▶ _Instructions to follow_:
Your answer must be every line of the data that contains "Remote".

***** Source material *****

// SPDX-License-Identifier: MIT
// Copyright (c) 2026 Alfred Jean LLC

//! Terminal color utilities for help and list output.
//!
//! Respects environment variables:
//! - `NO_COLOR=1`: Disables colors
//! - `COLOR=1`: Forces colors even without TTY

use std::io::IsTerminal;

use finetrack_core::FineStatus;

use crate::env;

/// ANSI 256-color codes
pub mod codes {
    /// Section headers: pastel cyan/steel blue
    pub const HEADER: u8 = 74;
    /// Commands/literals: light grey
    pub const LITERAL: u8 = 250;
    /// Default values/context: medium grey
    pub const CONTEXT: u8 = 245;
    /// Settled fines
    pub const PAID: u8 = 114;
    /// Past due or explicitly overdue fines
    pub const OVERDUE: u8 = 203;
    /// Fines under appeal
    pub const DISPUTED: u8 = 179;
}

/// Check if colors should be enabled based on TTY and environment variables.
pub fn should_colorize() -> bool {
    if env::no_color() {
        return false;
    }
    if env::force_color() {
        return true;
    }
    std::io::stdout().is_terminal()
}

/// Format a 256-color ANSI escape sequence for foreground color.
fn fg256(code: u8) -> String {
    format!("\x1b[38;5;{code}m")
}

const RESET: &str = "\x1b[0m";

fn paint(code: u8, text: &str) -> String {
    format!("{}{}{}", fg256(code), text, RESET)
}

/// Apply header color (section titles) to text.
pub fn header(text: &str) -> String {
    paint(codes::HEADER, text)
}

/// Apply literal color (commands, options) to text.
pub fn literal(text: &str) -> String {
    paint(codes::LITERAL, text)
}

/// Apply context color (default values, hints) to text.
pub fn context(text: &str) -> String {
    paint(codes::CONTEXT, text)
}

/// Color `text` according to a fine status. Unpaid stays uncolored.
pub fn status(status: FineStatus, text: &str) -> String {
    match status {
        FineStatus::Unpaid => text.to_string(),
        FineStatus::Paid => paint(codes::PAID, text),
        FineStatus::Overdue => paint(codes::OVERDUE, text),
        FineStatus::Disputed => paint(codes::DISPUTED, text),
    }
}

/// Colorize an examples help block.
///
/// Lines ending with `:` are headers; in other lines the command part
/// (everything before a run of two or more spaces) is a literal.
pub fn examples(text: &str) -> String {
    if !should_colorize() {
        return text.to_string();
    }

    text.lines()
        .map(|line| {
            let trimmed = line.trim_start();
            let indent = &line[..line.len() - trimmed.len()];
            if trimmed.ends_with(':') && !trimmed.contains("  ") {
                return format!("{}{}", indent, header(trimmed));
            }
            match trimmed.find("  ") {
                Some(end) => format!(
                    "{}{}{}",
                    indent,
                    literal(&trimmed[..end]),
                    &trimmed[end..]
                ),
                None => line.to_string(),
            }
        })
        .collect::<Vec<_>>()
        .join("\n")
}

#[cfg(test)]
#[path = "colors_tests.rs"]
mod tests;
// SPDX-License-Identifier: MIT
// Copyright (c) 2026 Alfred Jean LLC

pub mod add;
pub mod delete;
pub mod edit;
pub mod init;
pub mod list;
pub mod show;
pub mod status;
pub mod sync;
#[cfg(test)]
#[path = "mod_tests.rs"]
pub mod testing;

use std::future::Future;

use chrono::NaiveDate;
use finetrack_core::Fine;

use crate::error::{Error, Result};
use crate::service::FineService;
use crate::sync::Remote;

/// Drive `future` to completion on a single-threaded runtime.
pub fn block_on<F: Future>(future: F) -> Result<F::Output> {
    let runtime = tokio::runtime::Builder::new_current_thread()
        .enable_all()
        .build()?;
    Ok(runtime.block_on(future))
}

/// The local calendar date, for past-due checks.
pub fn today() -> NaiveDate {
    chrono::Local::now().date_naive()
}

/// Resolve a full or partial id against the current collection.
pub async fn resolve_id<R: Remote>(service: &FineService<R>, partial: &str) -> Result<String> {
    let fines = service.load_fines().await?;
    resolve_in(&fines, partial)
}

/// Resolve ids for a mutation. Hybrid mode resolves against the local
/// store so that fines still waiting in the queue can be changed.
pub async fn resolve_ids_for_update<R: Remote>(
    service: &FineService<R>,
    partials: &[String],
) -> Result<Vec<String>> {
    let fines = service.working_fines().await?;
    partials.iter().map(|id| resolve_in(&fines, id)).collect()
}

/// Resolve `partial` to a single fine id: an exact match wins, otherwise
/// the prefix must be unique.
pub fn resolve_in(fines: &[Fine], partial: &str) -> Result<String> {
    if fines.iter().any(|fine| fine.id == partial) {
        return Ok(partial.to_string());
    }

    let matches: Vec<String> = fines
        .iter()
        .filter(|fine| !partial.is_empty() && fine.id.starts_with(partial))
        .map(|fine| fine.id.clone())
        .collect();

    match matches.len() {
        0 => Err(Error::FineNotFound(partial.to_string())),
        1 => Ok(matches.into_iter().next().unwrap_or_default()),
        _ => Err(Error::AmbiguousId {
            prefix: partial.to_string(),
            matches,
        }),
    }
}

*****

▶ _Exercise result_:
use crate::sync::Remote;
pub async fn resolve_id<R: Remote>(service: &FineService<R>, partial: &str) -> Result<String> {
pub async fn resolve_ids_for_update<R: Remote>(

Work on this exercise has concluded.